Hercules in the Field


THE WINTER OF 1793-94 was a cold and dreary one in Philadelphia; the Delaware River was so choked with ice floes that vessels could not navigate. After the yellow fever epidemic, the capital remained a ghostly place, with the usual diversions of theater and dancing still temporarily taboo. “We have been very dull here all winter,” wrote Martha Washington, lapsing into the general funk. “There has been two assemblies and it is said that the players are to be here soon. If they come and open the new theater, I suppose it will make a very great change.”1

On December 31, 1793, Thomas Jefferson resigned as secretary of state, thereby liberating himself from the intolerable company of Alexander Hamilton. For all their pronounced differences, Washington and Jefferson had experienced parallel frustrations with public service. Both men gave the impression of serving under duress, yearned to regain the domestic pleasures of their plantations, and disclaimed political ambition, however dubious that notion seemed to impartial observers.
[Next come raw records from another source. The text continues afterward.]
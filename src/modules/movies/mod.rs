pub mod client;
pub mod commands;
pub mod models;

pub use client::RadarrClient;
use async_trait::async_trait;

use crate::shared::config::ServiceConfig;
use crate::shared::errors::AppResult;
use crate::shared::http::{ApiClient, Auth};

use super::add_flow::SeriesCatalog;
use super::models::{
    AddSeriesPayload, AddedSeries, QualityProfile, RootFolder, Series, SeriesCandidate,
};

pub struct SonarrClient {
    api: ApiClient,
}

impl SonarrClient {
    pub fn new(config: ServiceConfig) -> AppResult<Self> {
        Ok(Self {
            api: ApiClient::new(config, "/api/v3", Auth::Header("X-Api-Key"))?,
        })
    }

    pub async fn list_series(&self) -> AppResult<Vec<Series>> {
        self.api.get("series").await
    }

    pub async fn lookup(&self, term: &str) -> AppResult<Vec<SeriesCandidate>> {
        self.api.get_query("series/lookup", &[("term", term)]).await
    }

    /// Full server-side record, kept as raw JSON for display.
    pub async fn series_detail(&self, id: i64) -> AppResult<serde_json::Value> {
        self.api.get(&format!("series/{}", id)).await
    }

    pub async fn quality_profiles(&self) -> AppResult<Vec<QualityProfile>> {
        self.api.get("qualityprofile").await
    }

    pub async fn root_folders(&self) -> AppResult<Vec<RootFolder>> {
        self.api.get("rootfolder").await
    }

    pub async fn add_series(&self, payload: &AddSeriesPayload) -> AppResult<AddedSeries> {
        self.api.post("series", payload).await
    }

    /// Removes the library entry but keeps files on disk and does not
    /// add an import-list exclusion.
    pub async fn delete_series(&self, id: i64) -> AppResult<()> {
        self.api
            .delete(
                &format!("series/{}", id),
                &[
                    ("deleteFiles", "false"),
                    ("addImportListExclusion", "false"),
                ],
            )
            .await
    }
}

#[async_trait]
impl SeriesCatalog for SonarrClient {
    async fn lookup(&self, term: &str) -> AppResult<Vec<SeriesCandidate>> {
        SonarrClient::lookup(self, term).await
    }

    async fn list_series(&self) -> AppResult<Vec<Series>> {
        SonarrClient::list_series(self).await
    }

    async fn quality_profiles(&self) -> AppResult<Vec<QualityProfile>> {
        SonarrClient::quality_profiles(self).await
    }

    async fn root_folders(&self) -> AppResult<Vec<RootFolder>> {
        SonarrClient::root_folders(self).await
    }

    async fn add_series(&self, payload: &AddSeriesPayload) -> AppResult<AddedSeries> {
        SonarrClient::add_series(self, payload).await
    }
}
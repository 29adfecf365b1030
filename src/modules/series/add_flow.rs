//! The series add-flow: lookup, exact-match disambiguation, duplicate
//! guard, profile/folder resolution, then one submission.
//!
//! The resolution steps are pure functions over data fetched through the
//! [`SeriesCatalog`] port, so the whole flow runs against a mock in
//! tests. Every step is read-only except the final [`SeriesCatalog::add_series`].

use async_trait::async_trait;

use crate::shared::errors::{AppError, AppResult, CandidateSummary};

use super::models::{
    AddOptions, AddSeriesPayload, AddedSeries, QualityProfile, RootFolder, Series, SeriesCandidate,
};

/// How many alternatives an ambiguous lookup reports back.
const MAX_LISTED_ALTERNATIVES: usize = 5;

/// Port over the five Sonarr operations the flow sequences.
#[async_trait]
pub trait SeriesCatalog: Send + Sync {
    async fn lookup(&self, term: &str) -> AppResult<Vec<SeriesCandidate>>;
    async fn list_series(&self) -> AppResult<Vec<Series>>;
    async fn quality_profiles(&self) -> AppResult<Vec<QualityProfile>>;
    async fn root_folders(&self) -> AppResult<Vec<RootFolder>>;
    async fn add_series(&self, payload: &AddSeriesPayload) -> AppResult<AddedSeries>;
}

/// Caller-supplied parameters for one add.
#[derive(Debug, Clone)]
pub struct AddRequest {
    pub term: String,
    /// Quality profile id or case-insensitive name.
    pub quality: String,
    /// Root folder override; defaults to the server's first folder.
    pub root: Option<String>,
    /// Kick off a search for missing episodes after the add.
    pub search_missing: bool,
}

/// Terminal success states of the flow. A duplicate is a success, not
/// an error: the series the caller wanted is in the library.
#[derive(Debug, Clone)]
pub enum AddOutcome {
    Added(AddedSeries),
    AlreadyInLibrary { title: String },
}

/// Case-insensitive exact title match; the first hit in catalog order
/// wins. No exact match is a hard failure listing the top alternatives,
/// never a fuzzy fallback.
pub fn pick_exact_match<'a>(
    candidates: &'a [SeriesCandidate],
    term: &str,
) -> AppResult<&'a SeriesCandidate> {
    if candidates.is_empty() {
        return Err(AppError::NoResults {
            term: term.to_string(),
        });
    }
    let term_lower = term.to_lowercase();
    if let Some(hit) = candidates
        .iter()
        .find(|c| c.title.to_lowercase() == term_lower)
    {
        return Ok(hit);
    }
    Err(AppError::AmbiguousSelection {
        term: term.to_string(),
        candidates: candidates
            .iter()
            .take(MAX_LISTED_ALTERNATIVES)
            .map(|c| CandidateSummary {
                title: c.title.clone(),
                year: c.year,
            })
            .collect(),
    })
}

/// True when any library entry shares the TVDB id OR the title
/// (case-insensitive). Either alone counts: skipping a legitimate add
/// beats inserting a duplicate.
pub fn is_in_library(library: &[Series], tvdb_id: i64, title: &str) -> bool {
    let title_lower = title.to_lowercase();
    library
        .iter()
        .any(|s| s.tvdb_id == Some(tvdb_id) || s.title.to_lowercase() == title_lower)
}

/// Numeric token matching an existing profile id wins; otherwise the
/// token is matched against profile names case-insensitively.
pub fn resolve_quality_profile(profiles: &[QualityProfile], token: &str) -> AppResult<i64> {
    if let Ok(id) = token.parse::<i64>() {
        if profiles.iter().any(|p| p.id == id) {
            return Ok(id);
        }
    }
    if let Some(profile) = profiles
        .iter()
        .find(|p| p.name.to_lowercase() == token.to_lowercase())
    {
        return Ok(profile.id);
    }
    Err(AppError::UnknownQualityProfile {
        token: token.to_string(),
        available: profiles.iter().map(|p| p.name.clone()).collect(),
    })
}

/// An explicit token must match a configured path exactly
/// (case-sensitive). Without a token the server's first folder is used.
pub fn resolve_root_folder(folders: &[RootFolder], requested: Option<&str>) -> AppResult<String> {
    if let Some(root) = requested {
        if let Some(folder) = folders.iter().find(|f| f.path == root) {
            return Ok(folder.path.clone());
        }
        return Err(AppError::UnknownRootFolder {
            token: root.to_string(),
            available: folders.iter().map(|f| f.path.clone()).collect(),
        });
    }
    folders
        .first()
        .map(|f| f.path.clone())
        .ok_or(AppError::NoRootFolderConfigured)
}

/// Exact case-insensitive title match against the library, for delete.
pub fn find_by_title<'a>(library: &'a [Series], term: &str) -> Option<&'a Series> {
    let term_lower = term.to_lowercase();
    library.iter().find(|s| s.title.to_lowercase() == term_lower)
}

/// Run the whole flow. At most five round-trips, strictly ordered; the
/// duplicate guard short-circuits before any profile or folder call.
pub async fn run(catalog: &dyn SeriesCatalog, request: &AddRequest) -> AppResult<AddOutcome> {
    let candidates = catalog.lookup(&request.term).await?;
    let candidate = pick_exact_match(&candidates, &request.term)?;
    let tvdb_id = candidate.tvdb_id.ok_or_else(|| AppError::MissingExternalId {
        title: candidate.title.clone(),
    })?;

    let library = catalog.list_series().await?;
    if is_in_library(&library, tvdb_id, &candidate.title) {
        return Ok(AddOutcome::AlreadyInLibrary {
            title: candidate.title.clone(),
        });
    }

    let profiles = catalog.quality_profiles().await?;
    let quality_profile_id = resolve_quality_profile(&profiles, &request.quality)?;

    let folders = catalog.root_folders().await?;
    let root_folder_path = resolve_root_folder(&folders, request.root.as_deref())?;

    let payload = AddSeriesPayload {
        title: candidate.title.clone(),
        tvdb_id,
        quality_profile_id,
        root_folder_path,
        monitored: true,
        season_folder: true,
        series_type: candidate
            .series_type
            .clone()
            .unwrap_or_else(|| "standard".to_string()),
        add_options: AddOptions {
            search_for_missing_episodes: request.search_missing,
        },
    };
    let added = catalog.add_series(&payload).await?;
    Ok(AddOutcome::Added(added))
}

#[cfg(test)]
mod tests {
    use super::*;

    fn candidate(title: &str, year: Option<i32>, tvdb_id: Option<i64>) -> SeriesCandidate {
        SeriesCandidate {
            title: title.to_string(),
            year,
            tvdb_id,
            series_type: None,
        }
    }

    fn entry(id: i64, title: &str, tvdb_id: Option<i64>) -> Series {
        Series {
            id,
            title: title.to_string(),
            year: None,
            tvdb_id,
            ended: None,
            episode_count: None,
            episode_file_count: None,
        }
    }

    #[test]
    fn exact_match_is_case_insensitive() {
        let candidates = vec![candidate("Severance", Some(2022), Some(12))];
        let picked = pick_exact_match(&candidates, "severance").unwrap();
        assert_eq!(picked.tvdb_id, Some(12));
    }

    #[test]
    fn first_exact_match_wins_on_duplicates() {
        let candidates = vec![
            candidate("The Office", Some(2001), Some(5)),
            candidate("The Office", Some(2005), Some(9)),
        ];
        let picked = pick_exact_match(&candidates, "The Office").unwrap();
        assert_eq!(picked.tvdb_id, Some(5));
    }

    #[test]
    fn empty_candidates_is_no_results() {
        let err = pick_exact_match(&[], "Nonexistent Show 9999").unwrap_err();
        assert!(matches!(err, AppError::NoResults { .. }));
    }

    #[test]
    fn no_exact_match_lists_at_most_five() {
        let candidates: Vec<_> = (0..8)
            .map(|i| candidate(&format!("Office Variant {}", i), Some(2000 + i), Some(i as i64)))
            .collect();
        let err = pick_exact_match(&candidates, "The Office").unwrap_err();
        match err {
            AppError::AmbiguousSelection { candidates, .. } => {
                assert_eq!(candidates.len(), 5);
                assert_eq!(candidates[0].title, "Office Variant 0");
            }
            other => panic!("expected AmbiguousSelection, got {:?}", other),
        }
    }

    #[test]
    fn library_matches_by_id_or_title() {
        let library = vec![entry(1, "Severance", Some(12)), entry(2, "Dark", Some(44))];
        assert!(is_in_library(&library, 12, "Something Else"));
        assert!(is_in_library(&library, 999, "severance"));
        assert!(!is_in_library(&library, 999, "The Bear"));
    }

    #[test]
    fn numeric_quality_token_matching_id_resolves_directly() {
        let profiles = vec![
            QualityProfile {
                id: 7,
                name: "Any".to_string(),
            },
            QualityProfile {
                id: 3,
                name: "HD".to_string(),
            },
        ];
        assert_eq!(resolve_quality_profile(&profiles, "7").unwrap(), 7);
    }

    #[test]
    fn numeric_token_without_matching_id_falls_back_to_names() {
        // A profile literally named "99" still resolves by name.
        let profiles = vec![QualityProfile {
            id: 1,
            name: "99".to_string(),
        }];
        assert_eq!(resolve_quality_profile(&profiles, "99").unwrap(), 1);
    }

    #[test]
    fn quality_name_match_is_case_insensitive() {
        let profiles = vec![QualityProfile {
            id: 4,
            name: "hd-1080p".to_string(),
        }];
        assert_eq!(resolve_quality_profile(&profiles, "HD-1080p").unwrap(), 4);
    }

    #[test]
    fn unknown_quality_lists_all_names() {
        let profiles = vec![
            QualityProfile {
                id: 1,
                name: "Any".to_string(),
            },
            QualityProfile {
                id: 2,
                name: "HD-1080p".to_string(),
            },
        ];
        let err = resolve_quality_profile(&profiles, "UHD").unwrap_err();
        match err {
            AppError::UnknownQualityProfile { token, available } => {
                assert_eq!(token, "UHD");
                assert_eq!(available, vec!["Any", "HD-1080p"]);
            }
            other => panic!("expected UnknownQualityProfile, got {:?}", other),
        }
    }

    #[test]
    fn omitted_root_uses_first_folder_in_server_order() {
        let folders = vec![
            RootFolder {
                path: "/tv".to_string(),
            },
            RootFolder {
                path: "/anime".to_string(),
            },
        ];
        assert_eq!(resolve_root_folder(&folders, None).unwrap(), "/tv");
    }

    #[test]
    fn explicit_root_must_match_exactly() {
        let folders = vec![RootFolder {
            path: "/tv".to_string(),
        }];
        assert_eq!(resolve_root_folder(&folders, Some("/tv")).unwrap(), "/tv");
        let err = resolve_root_folder(&folders, Some("/TV")).unwrap_err();
        match err {
            AppError::UnknownRootFolder { available, .. } => {
                assert_eq!(available, vec!["/tv"]);
            }
            other => panic!("expected UnknownRootFolder, got {:?}", other),
        }
    }

    #[test]
    fn empty_folder_set_without_token_is_configuration_gap() {
        let err = resolve_root_folder(&[], None).unwrap_err();
        assert!(matches!(err, AppError::NoRootFolderConfigured));
    }

    #[test]
    fn delete_lookup_matches_title_case_insensitively() {
        let library = vec![entry(7, "Severance", Some(12))];
        assert_eq!(find_by_title(&library, "severance").unwrap().id, 7);
        assert!(find_by_title(&library, "Dark").is_none());
    }
}
use crate::shared::config::ServiceConfig;
use crate::shared::errors::AppResult;
use crate::shared::http::{ApiClient, Auth};

use super::models::{
    DashboardStats, Health, MonitoredUser, Page, SessionRecord, StreamsData, Violation,
};

/// Query-parameter builder for the list endpoints; every filter is
/// optional and omitted filters stay off the wire.
#[derive(Debug, Default, Clone)]
pub struct PageQuery {
    pub page: Option<i64>,
    pub page_size: Option<i64>,
    pub server_id: Option<String>,
    pub severity: Option<String>,
    pub acknowledged: Option<bool>,
    pub state: Option<String>,
    pub media_type: Option<String>,
    pub start_date: Option<String>,
    pub end_date: Option<String>,
}

impl PageQuery {
    fn to_params(&self) -> Vec<(&'static str, String)> {
        let mut params = Vec::new();
        if let Some(page) = self.page {
            params.push(("page", page.to_string()));
        }
        if let Some(page_size) = self.page_size {
            params.push(("pageSize", page_size.to_string()));
        }
        if let Some(server_id) = &self.server_id {
            params.push(("serverId", server_id.clone()));
        }
        if let Some(severity) = &self.severity {
            params.push(("severity", severity.clone()));
        }
        if let Some(acknowledged) = self.acknowledged {
            params.push(("acknowledged", acknowledged.to_string()));
        }
        if let Some(state) = &self.state {
            params.push(("state", state.clone()));
        }
        if let Some(media_type) = &self.media_type {
            params.push(("mediaType", media_type.clone()));
        }
        if let Some(start_date) = &self.start_date {
            params.push(("startDate", start_date.clone()));
        }
        if let Some(end_date) = &self.end_date {
            params.push(("endDate", end_date.clone()));
        }
        params
    }
}

pub struct TracearrClient {
    api: ApiClient,
}

impl TracearrClient {
    pub fn new(config: ServiceConfig) -> AppResult<Self> {
        Ok(Self {
            api: ApiClient::new(config, "/api/v1/public", Auth::Bearer)?,
        })
    }

    pub async fn health(&self) -> AppResult<Health> {
        self.api.get("health").await
    }

    pub async fn stats(&self, server_id: Option<&str>) -> AppResult<DashboardStats> {
        let mut params = Vec::new();
        if let Some(server_id) = server_id {
            params.push(("serverId", server_id.to_string()));
        }
        self.api.get_query("stats", &params).await
    }

    pub async fn streams(
        &self,
        server_id: Option<&str>,
        summary_only: bool,
    ) -> AppResult<StreamsData> {
        let mut params = Vec::new();
        if let Some(server_id) = server_id {
            params.push(("serverId", server_id.to_string()));
        }
        if summary_only {
            params.push(("summary", "true".to_string()));
        }
        self.api.get_query("streams", &params).await
    }

    pub async fn users(&self, query: &PageQuery) -> AppResult<Page<MonitoredUser>> {
        self.api.get_query("users", &query.to_params()).await
    }

    pub async fn violations(&self, query: &PageQuery) -> AppResult<Page<Violation>> {
        self.api.get_query("violations", &query.to_params()).await
    }

    pub async fn history(&self, query: &PageQuery) -> AppResult<Page<SessionRecord>> {
        self.api.get_query("history", &query.to_params()).await
    }
}
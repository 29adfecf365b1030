use crate::shared::errors::AppResult;
use crate::shared::utils::format::ellipsize;

use super::client::JellyseerrClient;

pub async fn search(client: &JellyseerrClient, query: &str) -> AppResult<()> {
    let response = client.search(query).await?;
    if response.results.is_empty() {
        println!("No results found.");
        return Ok(());
    }

    println!(
        "Found {} results:\n",
        response.total_results.unwrap_or(response.results.len() as i64)
    );

    for item in response.results.iter().take(10) {
        // Only movies and TV are requestable; skip people etc.
        let media_type = match item.media_type.as_deref() {
            Some(t @ ("movie" | "tv")) => t,
            _ => continue,
        };
        let overview = ellipsize(item.overview.as_deref().unwrap_or(""), 100);
        println!(
            "[{}] {} ({})",
            media_type.to_uppercase(),
            item.display_title(),
            item.display_year()
        );
        println!("  TMDB ID: {}", item.id.map(|id| id.to_string()).unwrap_or_else(|| "N/A".to_string()));
        println!("  {}\n", overview);
    }
    Ok(())
}

pub async fn request(
    client: &JellyseerrClient,
    media_type: &str,
    tmdb_id: i64,
    seasons: Option<Vec<i32>>,
) -> AppResult<()> {
    let result = client.request(media_type, tmdb_id, seasons).await?;
    println!("Request created successfully!");
    println!(
        "  Request ID: {}",
        result.id.map(|id| id.to_string()).unwrap_or_else(|| "N/A".to_string())
    );
    println!("  Status: {}", result.status_label());
    Ok(())
}
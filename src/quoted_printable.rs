use std::borrow::Cow;

fn hex_value(b: u8) -> Option<u8> {
    match b {
        b'0'..=b'9' => Some(b - b'0'),
        b'a'..=b'f' => Some(b - b'a' + 10),
        b'A'..=b'F' => Some(b - b'A' + 10),
        _ => None,
    }
}

/// Decodes quoted-printable content (RFC 2045).
///
/// Soft line breaks are removed, with either DOS or UNIX endings. Anything
/// that is not a valid escape is kept as-is, so this never fails.
pub fn qp_decode(s: &[u8]) -> Cow<[u8]> {
    if !s.contains(&b'=') {
        return Cow::Borrowed(s);
    }

    let mut out = Vec::with_capacity(s.len());
    let mut i = 0;
    while i < s.len() {
        if s[i] != b'=' {
            out.push(s[i]);
            i += 1;
            continue;
        }

        let rest = &s[i + 1..];
        if rest.starts_with(b"\r\n") {
            i += 3;
        } else if rest.starts_with(b"\n") {
            i += 2;
        } else if let (Some(&hi), Some(&lo)) = (rest.get(0), rest.get(1)) {
            match (hex_value(hi), hex_value(lo)) {
                (Some(hi), Some(lo)) => {
                    out.push(hi << 4 | lo);
                    i += 3;
                }
                _ => {
                    out.push(b'=');
                    i += 1;
                }
            }
        } else {
            out.push(b'=');
            i += 1;
        }
    }
    Cow::Owned(out)
}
A worn-out Jefferson could not wait to return to the repose of Monticello, telling one correspondent in late November, “I hope to spend the remainder of my days in occupations infinitely more pleasing than those to which I have sacrificed 18 years of the prime of my life.”2 Since the political animosity toward him had spilled over into Federalist-dominated high society, he wished to retire “from the hated occupations of politics and sink into the bosom of my family, my farm, and my books.”3 In a parting shot as secretary of state, Jefferson proposed to Congress a series of trade restrictions designed to throttle commerce with Great Britain. In Hamilton’s scornful opinion, Jefferson “threw this firebrand of discord” on congressional desks “and instantly decamped to Monticello.”4 Outwardly, Washington’s parting with Jefferson was amicable enough, and he sent him a civil farewell letter, but privately he felt that Jefferson had betrayed him by deserting him at a troubling moment in foreign affairs.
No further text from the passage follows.